■ **RECORDS FOR THIS EXERCISE**:
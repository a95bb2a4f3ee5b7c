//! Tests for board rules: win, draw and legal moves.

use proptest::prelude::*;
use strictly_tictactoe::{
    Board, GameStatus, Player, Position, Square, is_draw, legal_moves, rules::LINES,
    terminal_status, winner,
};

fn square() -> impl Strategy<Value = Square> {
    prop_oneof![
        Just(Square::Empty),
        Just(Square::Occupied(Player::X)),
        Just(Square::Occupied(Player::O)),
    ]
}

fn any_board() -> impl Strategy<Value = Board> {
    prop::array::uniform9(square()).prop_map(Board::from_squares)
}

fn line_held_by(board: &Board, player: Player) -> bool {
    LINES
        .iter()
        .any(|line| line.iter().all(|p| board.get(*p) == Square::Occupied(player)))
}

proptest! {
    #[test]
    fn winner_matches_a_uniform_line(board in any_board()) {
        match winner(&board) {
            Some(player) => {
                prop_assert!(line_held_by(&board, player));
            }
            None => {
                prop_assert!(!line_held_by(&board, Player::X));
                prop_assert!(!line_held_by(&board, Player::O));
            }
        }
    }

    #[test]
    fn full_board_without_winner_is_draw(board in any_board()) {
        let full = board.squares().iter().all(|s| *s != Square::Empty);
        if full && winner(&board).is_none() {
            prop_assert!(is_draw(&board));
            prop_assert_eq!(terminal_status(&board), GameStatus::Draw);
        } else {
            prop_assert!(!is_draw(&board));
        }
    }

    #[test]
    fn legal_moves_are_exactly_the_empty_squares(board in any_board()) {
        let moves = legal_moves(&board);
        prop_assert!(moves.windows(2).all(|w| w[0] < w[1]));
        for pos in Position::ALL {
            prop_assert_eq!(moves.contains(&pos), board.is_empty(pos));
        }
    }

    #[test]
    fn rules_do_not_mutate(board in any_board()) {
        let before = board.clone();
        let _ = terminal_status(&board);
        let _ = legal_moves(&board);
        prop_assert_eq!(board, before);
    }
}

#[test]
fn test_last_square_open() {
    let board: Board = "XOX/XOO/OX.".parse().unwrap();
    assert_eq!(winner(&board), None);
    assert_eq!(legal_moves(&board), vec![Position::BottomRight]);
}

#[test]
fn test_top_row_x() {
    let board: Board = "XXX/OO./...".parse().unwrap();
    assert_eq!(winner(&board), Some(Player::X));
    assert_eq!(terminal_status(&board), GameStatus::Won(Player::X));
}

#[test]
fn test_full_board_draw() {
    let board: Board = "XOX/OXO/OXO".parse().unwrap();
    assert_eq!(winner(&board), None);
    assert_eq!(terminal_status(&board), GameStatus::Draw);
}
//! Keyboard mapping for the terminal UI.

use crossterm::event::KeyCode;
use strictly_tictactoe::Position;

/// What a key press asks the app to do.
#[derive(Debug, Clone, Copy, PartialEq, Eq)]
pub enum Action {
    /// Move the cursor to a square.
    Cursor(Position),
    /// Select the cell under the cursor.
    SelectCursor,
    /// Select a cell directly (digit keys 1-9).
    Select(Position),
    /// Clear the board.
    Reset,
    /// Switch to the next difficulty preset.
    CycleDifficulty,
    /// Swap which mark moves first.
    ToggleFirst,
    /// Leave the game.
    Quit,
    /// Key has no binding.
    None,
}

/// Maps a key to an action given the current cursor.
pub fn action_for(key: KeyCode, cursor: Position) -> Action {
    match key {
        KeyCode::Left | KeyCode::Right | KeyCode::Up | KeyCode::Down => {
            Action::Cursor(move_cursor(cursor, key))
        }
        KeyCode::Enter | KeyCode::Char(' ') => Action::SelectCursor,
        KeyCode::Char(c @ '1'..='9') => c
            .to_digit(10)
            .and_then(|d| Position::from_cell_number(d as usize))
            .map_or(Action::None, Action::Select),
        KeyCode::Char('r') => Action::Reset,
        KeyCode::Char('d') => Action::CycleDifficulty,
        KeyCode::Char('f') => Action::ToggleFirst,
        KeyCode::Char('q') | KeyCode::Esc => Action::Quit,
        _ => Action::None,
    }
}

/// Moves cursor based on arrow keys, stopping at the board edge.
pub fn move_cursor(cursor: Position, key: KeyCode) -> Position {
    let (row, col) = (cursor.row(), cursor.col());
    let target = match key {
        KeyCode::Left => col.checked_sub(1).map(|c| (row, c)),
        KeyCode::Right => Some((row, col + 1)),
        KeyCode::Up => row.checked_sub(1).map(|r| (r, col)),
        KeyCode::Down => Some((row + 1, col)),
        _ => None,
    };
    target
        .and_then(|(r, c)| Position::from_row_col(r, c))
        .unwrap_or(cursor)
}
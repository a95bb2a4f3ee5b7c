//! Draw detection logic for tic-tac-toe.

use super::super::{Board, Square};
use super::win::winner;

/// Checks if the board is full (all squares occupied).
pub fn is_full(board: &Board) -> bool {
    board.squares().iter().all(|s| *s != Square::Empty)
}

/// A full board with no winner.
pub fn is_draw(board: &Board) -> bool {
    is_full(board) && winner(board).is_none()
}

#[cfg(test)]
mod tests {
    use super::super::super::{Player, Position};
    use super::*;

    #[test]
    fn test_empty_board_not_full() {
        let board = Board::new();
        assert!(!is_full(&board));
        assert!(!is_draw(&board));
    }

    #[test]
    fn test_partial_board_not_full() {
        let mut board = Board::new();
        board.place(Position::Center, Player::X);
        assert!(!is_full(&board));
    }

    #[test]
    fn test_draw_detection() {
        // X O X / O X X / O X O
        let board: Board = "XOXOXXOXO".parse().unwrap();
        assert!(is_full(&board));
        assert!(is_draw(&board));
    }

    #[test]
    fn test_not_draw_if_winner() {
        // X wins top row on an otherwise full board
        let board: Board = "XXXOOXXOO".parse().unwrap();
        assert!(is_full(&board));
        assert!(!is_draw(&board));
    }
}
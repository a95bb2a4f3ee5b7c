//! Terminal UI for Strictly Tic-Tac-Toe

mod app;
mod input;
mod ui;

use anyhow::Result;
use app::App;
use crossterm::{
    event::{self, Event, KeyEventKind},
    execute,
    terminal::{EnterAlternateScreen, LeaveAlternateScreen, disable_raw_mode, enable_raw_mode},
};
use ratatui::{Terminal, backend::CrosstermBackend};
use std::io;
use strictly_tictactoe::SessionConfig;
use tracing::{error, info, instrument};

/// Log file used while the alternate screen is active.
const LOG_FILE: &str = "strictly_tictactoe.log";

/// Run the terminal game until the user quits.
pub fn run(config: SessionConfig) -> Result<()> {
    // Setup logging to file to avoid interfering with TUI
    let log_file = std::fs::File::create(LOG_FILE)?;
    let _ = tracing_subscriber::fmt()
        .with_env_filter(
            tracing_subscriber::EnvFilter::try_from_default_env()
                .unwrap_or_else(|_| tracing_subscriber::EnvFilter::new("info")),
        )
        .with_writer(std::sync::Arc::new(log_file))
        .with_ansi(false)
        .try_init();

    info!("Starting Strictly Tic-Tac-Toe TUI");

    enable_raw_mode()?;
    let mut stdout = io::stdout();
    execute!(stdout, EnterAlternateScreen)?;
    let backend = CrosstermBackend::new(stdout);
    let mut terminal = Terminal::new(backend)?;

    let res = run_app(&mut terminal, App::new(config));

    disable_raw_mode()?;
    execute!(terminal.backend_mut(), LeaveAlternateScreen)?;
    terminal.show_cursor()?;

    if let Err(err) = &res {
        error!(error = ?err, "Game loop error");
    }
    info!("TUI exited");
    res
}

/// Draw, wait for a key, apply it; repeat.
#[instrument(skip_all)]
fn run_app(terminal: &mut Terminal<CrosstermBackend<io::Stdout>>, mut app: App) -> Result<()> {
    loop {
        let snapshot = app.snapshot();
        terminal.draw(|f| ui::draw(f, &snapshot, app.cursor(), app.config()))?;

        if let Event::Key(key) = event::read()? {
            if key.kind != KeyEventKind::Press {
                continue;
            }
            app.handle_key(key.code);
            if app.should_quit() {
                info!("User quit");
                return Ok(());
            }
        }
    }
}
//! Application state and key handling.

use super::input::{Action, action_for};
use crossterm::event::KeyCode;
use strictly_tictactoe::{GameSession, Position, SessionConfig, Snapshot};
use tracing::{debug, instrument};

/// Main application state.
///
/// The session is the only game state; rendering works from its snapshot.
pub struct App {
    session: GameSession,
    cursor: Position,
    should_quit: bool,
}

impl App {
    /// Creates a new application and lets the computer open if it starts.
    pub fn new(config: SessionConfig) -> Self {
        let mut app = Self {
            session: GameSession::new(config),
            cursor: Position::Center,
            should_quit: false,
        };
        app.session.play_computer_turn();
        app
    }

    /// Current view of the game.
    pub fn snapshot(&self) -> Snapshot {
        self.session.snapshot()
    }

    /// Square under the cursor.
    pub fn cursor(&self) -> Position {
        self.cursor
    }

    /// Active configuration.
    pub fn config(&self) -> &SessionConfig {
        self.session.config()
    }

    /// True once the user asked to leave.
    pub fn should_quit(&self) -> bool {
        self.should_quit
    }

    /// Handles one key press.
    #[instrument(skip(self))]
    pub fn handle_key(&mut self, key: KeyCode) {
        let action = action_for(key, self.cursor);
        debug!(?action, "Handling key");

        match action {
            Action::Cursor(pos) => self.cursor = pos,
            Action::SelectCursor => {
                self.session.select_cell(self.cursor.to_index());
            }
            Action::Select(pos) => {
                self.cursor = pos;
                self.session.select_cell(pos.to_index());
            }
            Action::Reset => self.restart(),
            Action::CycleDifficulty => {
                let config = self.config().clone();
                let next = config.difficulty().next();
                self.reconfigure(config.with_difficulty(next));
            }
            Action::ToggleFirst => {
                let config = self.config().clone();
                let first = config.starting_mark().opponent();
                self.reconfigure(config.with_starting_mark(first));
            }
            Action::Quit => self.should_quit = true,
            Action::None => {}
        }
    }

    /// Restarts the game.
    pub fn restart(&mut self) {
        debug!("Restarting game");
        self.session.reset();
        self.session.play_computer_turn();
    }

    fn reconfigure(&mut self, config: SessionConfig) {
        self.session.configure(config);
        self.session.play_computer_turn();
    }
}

■ **TASK PROMPT**: State how many lines in the entries above hold the word "info", with no further text.

■ **SOLVED EXERCISE**: 5